Evaluating web-based sources is a difficult and complex process. There is an abundance of information on the Web, but some of it may be inaccurate, biased, or misleading. Determining what sites and sources may be most useful for your needs can be complicated and confusing.

Academic research relies on the use of accurate and well-documented sources of information. Generally, books and journal articles are subjected to a thorough review process before publication. Print items in a library are much easier to evaluate because they have already been reviewed twice: first by editors and reviewers, who verify that the information is accurate, and then by librarians, who decide whether the item is appropriate for the collection.

Unlike most books and journals, websites are self-published and are not necessarily held to that same level of scrutiny. As a result, you will need to examine materials obtained from these sites with extra care. Remember, it is your responsibility to judge the quality and the validity of the information you are retrieving.

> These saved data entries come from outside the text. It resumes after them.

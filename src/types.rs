//! Public and internal types for the datagen API and pipeline.

use std::fmt;
use std::time::Duration;

use crate::error::PipelineError;
use crate::utils::config::{PipelineDefaults, WorkerLimits};

/// One slot of a pipeline channel: a payload or a control sentinel.
///
/// Sentinels live in their own variants, so no payload value can be mistaken for one.
pub enum Packet<T> {
    Item(T),
    End,
    Timeout,
}

/// Control meaning of a [`Packet`].
#[derive(Clone, Copy, Debug, PartialEq, Eq)]
pub enum ControlSignal {
    /// Ordinary payload.
    None,
    /// Graceful end of stream.
    End,
    /// Nothing arrived within the wait bound (or the channel was closed).
    Timeout,
}

impl<T> Packet<T> {
    pub fn control(&self) -> ControlSignal {
        match self {
            Packet::Item(_) => ControlSignal::None,
            Packet::End => ControlSignal::End,
            Packet::Timeout => ControlSignal::Timeout,
        }
    }

    pub fn is_end(&self) -> bool {
        matches!(self, Packet::End)
    }

    pub fn is_timeout(&self) -> bool {
        matches!(self, Packet::Timeout)
    }

    pub fn into_item(self) -> Option<T> {
        match self {
            Packet::Item(item) => Some(item),
            _ => None,
        }
    }
}

impl<T> fmt::Debug for Packet<T> {
    fn fmt(&self, f: &mut fmt::Formatter<'_>) -> fmt::Result {
        match self {
            Packet::Item(_) => f.write_str("Item(..)"),
            Packet::End => f.write_str("End"),
            Packet::Timeout => f.write_str("Timeout"),
        }
    }
}

/// Lifecycle of one pipeline run: `Idle → Running → Draining → Terminated`.
#[derive(Clone, Copy, Debug, PartialEq, Eq)]
pub enum PipelineState {
    /// No background threads exist.
    Idle,
    /// Producer and every worker are alive.
    Running,
    /// Stop requested: channels closing, threads being joined.
    Draining,
    /// All threads joined or detached, channels closed.
    Terminated,
}

impl fmt::Display for PipelineState {
    fn fmt(&self, f: &mut fmt::Formatter<'_>) -> fmt::Result {
        let s = match self {
            PipelineState::Idle => "idle",
            PipelineState::Running => "running",
            PipelineState::Draining => "draining",
            PipelineState::Terminated => "terminated",
        };
        f.write_str(s)
    }
}

#[derive(Clone, Copy, Debug, PartialEq, Eq)]
pub enum FailureKind {
    /// The transform returned an error or panicked; the worker stopped.
    Transform,
    /// The data source could not be opened or iterated; the producer stopped.
    Source,
}

/// A failure absorbed by the pipeline. Iteration still ends normally; inspect these with
/// [`Results::failures`](crate::Results::failures) to tell a crash from a clean finish.
#[derive(Clone, Debug)]
pub struct Failure {
    pub kind: FailureKind,
    /// Worker id for transform failures, `None` for the producer.
    pub worker: Option<usize>,
    pub message: String,
}

impl Failure {
    pub fn into_error(self) -> PipelineError {
        match (self.kind, self.worker) {
            (FailureKind::Transform, worker) => PipelineError::TransformFailure {
                worker: worker.unwrap_or_default(),
                message: self.message,
            },
            (FailureKind::Source, _) => PipelineError::SourceIterationFailure(self.message),
        }
    }
}

/// Pipeline options. Build with [`PipelineConfig::builder`] or start from `default()`.
#[derive(Clone, Debug)]
pub struct PipelineConfig {
    /// Number of parallel workers (≥ 1).
    pub n_process: usize,
    /// Output channel capacity (≥ 1).
    pub qsize: usize,
    /// Input channel capacity is `qsize * input_scale`. When None, scales by `n_process`.
    pub input_scale: Option<usize>,
    /// Restart the source from the beginning after each pass.
    pub repeat: bool,
    /// Shuffle each pass. Materialized sources only; streams log a warning and ignore it.
    pub shuffle: bool,
    /// Lifecycle events at info level instead of debug.
    pub verbose: bool,
    /// Master seed for worker seeds and shuffling. Random when None.
    pub seed: Option<u64>,
    /// How long a worker waits on an empty input before giving up.
    pub worker_timeout: Duration,
    /// How long the result iterator waits on an empty output before giving up.
    pub consumer_timeout: Duration,
    /// Slice in which workers poll the input (and re-check whether the stream already ended).
    pub poll_interval: Duration,
    /// Bounded join per thread on stop before the thread is detached.
    pub grace_period: Duration,
}

impl Default for PipelineConfig {
    fn default() -> Self {
        Self {
            n_process: WorkerLimits::current().default_workers(),
            qsize: PipelineDefaults::QSIZE,
            input_scale: None,
            repeat: false,
            shuffle: false,
            verbose: false,
            seed: None,
            worker_timeout: PipelineDefaults::WORKER_TIMEOUT,
            consumer_timeout: PipelineDefaults::CONSUMER_TIMEOUT,
            poll_interval: PipelineDefaults::POLL_INTERVAL,
            grace_period: PipelineDefaults::GRACE_PERIOD,
        }
    }
}

impl PipelineConfig {
    pub fn builder() -> PipelineConfigBuilder {
        PipelineConfigBuilder::default()
    }

    /// Capacity of the producer → workers channel.
    pub fn input_capacity(&self) -> usize {
        self.qsize
            .saturating_mul(self.input_scale.unwrap_or(self.n_process))
    }

    pub fn validate(&self) -> Result<(), PipelineError> {
        if self.n_process == 0 {
            return Err(PipelineError::InvalidConfig(
                "n_process must be at least 1".to_string(),
            ));
        }
        if self.qsize == 0 {
            return Err(PipelineError::InvalidConfig(
                "qsize must be at least 1 (a zero-capacity channel cannot buffer sentinels)"
                    .to_string(),
            ));
        }
        if self.input_scale == Some(0) {
            return Err(PipelineError::InvalidConfig(
                "input_scale must be at least 1".to_string(),
            ));
        }
        for (name, d) in [
            ("worker_timeout", self.worker_timeout),
            ("consumer_timeout", self.consumer_timeout),
            ("poll_interval", self.poll_interval),
            ("grace_period", self.grace_period),
        ] {
            if d.is_zero() {
                return Err(PipelineError::InvalidConfig(format!(
                    "{name} must be non-zero"
                )));
            }
        }
        Ok(())
    }
}

/// Builder for [`PipelineConfig`] with method chaining.
#[derive(Default)]
pub struct PipelineConfigBuilder {
    config: PipelineConfig,
}

impl PipelineConfigBuilder {
    pub fn n_process(mut self, n: usize) -> Self {
        self.config.n_process = n;
        self
    }

    pub fn qsize(mut self, qsize: usize) -> Self {
        self.config.qsize = qsize;
        self
    }

    pub fn input_scale(mut self, scale: usize) -> Self {
        self.config.input_scale = Some(scale);
        self
    }

    pub fn repeat(mut self, repeat: bool) -> Self {
        self.config.repeat = repeat;
        self
    }

    pub fn shuffle(mut self, shuffle: bool) -> Self {
        self.config.shuffle = shuffle;
        self
    }

    pub fn verbose(mut self, verbose: bool) -> Self {
        self.config.verbose = verbose;
        self
    }

    /// Fix the master seed. Same seed → same shuffle order and same per-worker seeds.
    pub fn seed(mut self, seed: u64) -> Self {
        self.config.seed = Some(seed);
        self
    }

    /// - Too low: workers give up while the producer is still loading a slow source.
    /// - Too high: a stalled source keeps workers parked that long.
    pub fn worker_timeout(mut self, timeout: Duration) -> Self {
        self.config.worker_timeout = timeout;
        self
    }

    pub fn consumer_timeout(mut self, timeout: Duration) -> Self {
        self.config.consumer_timeout = timeout;
        self
    }

    pub fn poll_interval(mut self, interval: Duration) -> Self {
        self.config.poll_interval = interval;
        self
    }

    pub fn grace_period(mut self, grace: Duration) -> Self {
        self.config.grace_period = grace;
        self
    }

    pub fn build(self) -> PipelineConfig {
        self.config
    }
}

This checklist can help you assess the reliability of the resources you have found. When researching a topic on the Web, consider these guidelines, but keep in mind that there are many criteria to consider in choosing valid sources for your research.

If you are still uncertain about how well the material you've retrieved meets these criteria, then you should speak to a librarian, or consider using alternate sources of information.

Be patient, it usually takes a lot of practice to successfully evaluate Web resources.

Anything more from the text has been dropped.